Combustion of acetylene over the mesoporous CeO2-supported IrFe bimetallic catalysts

Abstract Bimetallic compounds are a kind of important catalytic materials in heterogeneous catalysis. In this work, we first employed n-butyllithium as reducing agent to synthesize Ir and IrFex (x is the Fe/Ir molar ratio and equal to 0.49, 0.90, and 2.80) nanocrystals (NCs), and then used an adsorption strategy to load them on the surface of ordered mesoporous ceria (meso-CeO2) derived from the KIT-6-templating route to obtain the 0.48 wt% Ir/meso-CeO2 (denoted as 0.48Ir/meso-CeO2) and 0.53–0.89 wt% IrFex/meso-CeO2 (denoted as 0.53IrFe0.49/meso-CeO2, 0.59IrFe0.90/meso-CeO2, and 0.89IrFe2.80/meso-CeO2) samples.
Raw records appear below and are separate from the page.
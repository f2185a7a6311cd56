//! Search tree nodes.
//!
//! Each node shares ownership of its parent, so the ancestry chain is a
//! singly-linked list that lives as long as any descendant does. Nodes are
//! never mutated after construction.

use std::hash::{Hash, Hasher};
use std::iter;
use std::rc::Rc;

use crate::board::{BoardState, Move};
use crate::error::Result;
use crate::puzzle::Puzzle;

#[derive(Debug)]
pub struct SearchNode {
    state: Rc<BoardState>,
    parent: Option<Rc<SearchNode>>,
    /// The transition that produced this node; identical to `state`
    action: Option<Rc<BoardState>>,
    path_cost: usize,
    depth: usize,
}

impl SearchNode {
    pub fn root(state: Rc<BoardState>) -> Self {
        Self {
            state,
            parent: None,
            action: None,
            path_cost: 0,
            depth: 0,
        }
    }

    /// Build the child reached from `parent` by `action`
    pub fn child_node(parent: &Rc<SearchNode>, puzzle: &Puzzle, action: BoardState) -> Self {
        let state = Rc::new(puzzle.result(&parent.state, action));
        Self {
            action: Some(Rc::clone(&state)),
            state,
            parent: Some(Rc::clone(parent)),
            path_cost: puzzle.path_cost(parent.path_cost),
            depth: parent.depth + 1,
        }
    }

    /// All children reachable in one move
    pub fn expand(self: &Rc<Self>, puzzle: &Puzzle) -> Result<Vec<SearchNode>> {
        Ok(puzzle
            .actions(&self.state)?
            .into_iter()
            .map(|action| SearchNode::child_node(self, puzzle, action))
            .collect())
    }

    pub fn state(&self) -> &BoardState {
        &self.state
    }

    pub(crate) fn shared_state(&self) -> &Rc<BoardState> {
        &self.state
    }

    pub fn parent(&self) -> Option<&SearchNode> {
        self.parent.as_deref()
    }

    pub fn action(&self) -> Option<&BoardState> {
        self.action.as_deref()
    }

    pub fn path_cost(&self) -> usize {
        self.path_cost
    }

    pub fn depth(&self) -> usize {
        self.depth
    }

    fn ancestry(&self) -> impl Iterator<Item = &SearchNode> {
        iter::successors(Some(self), |node| node.parent())
    }

    /// States from the root to this node, inclusive
    pub fn path(&self) -> Vec<&BoardState> {
        let mut path: Vec<&BoardState> = self.ancestry().map(|node| node.state()).collect();
        path.reverse();
        path
    }

    /// Actions taken from the root to reach this node
    pub fn solution(&self) -> Vec<&BoardState> {
        let mut actions: Vec<&BoardState> =
            self.ancestry().filter_map(|node| node.action()).collect();
        actions.reverse();
        actions
    }

    /// The solution as a list of single-vehicle moves
    pub fn moves(&self) -> Vec<Move> {
        self.path()
            .windows(2)
            .filter_map(|pair| pair[0].move_to(pair[1]))
            .collect()
    }
}

/// Nodes compare by state only; the ancestry is irrelevant to identity.
impl PartialEq for SearchNode {
    fn eq(&self, other: &Self) -> bool {
        self.state == other.state
    }
}

impl Eq for SearchNode {}

impl Hash for SearchNode {
    fn hash<H: Hasher>(&self, state: &mut H) {
        self.state.hash(state);
    }
}

#[cfg(test)]
mod tests {
    use super::*;
    use crate::board::Board;
    use crate::vehicle::{Cell, Direction, Orientation};

    fn create_puzzle() -> Puzzle {
        let mut board = Board::new(6, 2).unwrap();
        board
            .insert("red", Cell::new(2, 0), 2, Orientation::Horizontal)
            .unwrap();
        board
            .insert("blue", Cell::new(0, 4), 2, Orientation::Vertical)
            .unwrap();
        Puzzle::with_default_target(&board).unwrap()
    }

    #[test]
    fn test_root_node() {
        let puzzle = create_puzzle();
        let root = SearchNode::root(Rc::new(puzzle.initial().clone()));

        assert_eq!(root.depth(), 0);
        assert_eq!(root.path_cost(), 0);
        assert!(root.parent().is_none());
        assert!(root.action().is_none());
        assert_eq!(root.path(), vec![puzzle.initial()]);
        assert!(root.solution().is_empty());
        assert!(root.moves().is_empty());
    }

    #[test]
    fn test_expand_links_children() {
        let puzzle = create_puzzle();
        let root = Rc::new(SearchNode::root(Rc::new(puzzle.initial().clone())));
        let children = root.expand(&puzzle).unwrap();

        assert_eq!(children.len(), 2);
        for child in &children {
            assert_eq!(child.depth(), 1);
            assert_eq!(child.path_cost(), 1);
            assert_eq!(child.parent(), Some(root.as_ref()));
            assert_eq!(child.action(), Some(child.state()));
            assert_eq!(child.path().len(), 2);
            assert_eq!(child.solution(), vec![child.state()]);
        }
    }

    #[test]
    fn test_moves_follow_ancestry() {
        let puzzle = create_puzzle();
        let root = Rc::new(SearchNode::root(Rc::new(puzzle.initial().clone())));

        let mut node = Rc::clone(&root);
        for col in 1..=3 {
            let next = node
                .expand(&puzzle)
                .unwrap()
                .into_iter()
                .find(|child| {
                    child.state().vehicle("red").map(|v| v.origin()) == Some(Cell::new(2, col))
                })
                .unwrap();
            node = Rc::new(next);
        }

        assert_eq!(node.depth(), 3);
        assert_eq!(node.path().first().copied(), Some(puzzle.initial()));
        let moves = node.moves();
        assert_eq!(moves.len(), 3);
        assert!(moves
            .iter()
            .all(|m| m.vehicle == "red" && m.direction == Direction::Right));
    }

    #[test]
    fn test_equality_ignores_parent() {
        let puzzle = create_puzzle();
        let state = Rc::new(puzzle.initial().clone());
        let root = Rc::new(SearchNode::root(Rc::clone(&state)));
        let child = SearchNode::child_node(&root, &puzzle, puzzle.initial().clone());

        assert_eq!(*root, child);
        assert_ne!(root.depth(), child.depth());
    }
}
Physicochemical properties of the samples were characterized by means of various techniques. It is shown that all of the samples possessed a cubic crystal phase, an ordered mesoporous architecture, and a surface area of 84–124 m2/g, in which the IrFex NCs with an average size of ca. 2 nm were highly dispersed on the meso-CeO2 surface. Among all of the samples, 0.59IrFe0.90/meso-CeO2 performed the best for acetylene combustion (T10% =155 °C, T50% =162 °C, and T90% =165 °C at space velocity = 20,000 mL/(g h)). Furthermore, 0.59IrFe0.90/meso-CeO2 showed good water- and carbon dioxide-resistant performance, and its partial deactivation due to the introduction of SO2 was reversible. The possible reaction mechanisms over Ir/meso-CeO2 or IrFex/meso-CeO2 were also discussed. We conclude that the well dispersed IrFe0.90 NCs, high adsorbed oxygen and acetylene amounts, low-temperature reducibility, and strong interaction between IrFe0.90 NCs and meso-CeO2 were responsible for the good catalytic performance of 0.59IrFe0.90/meso-CeO2.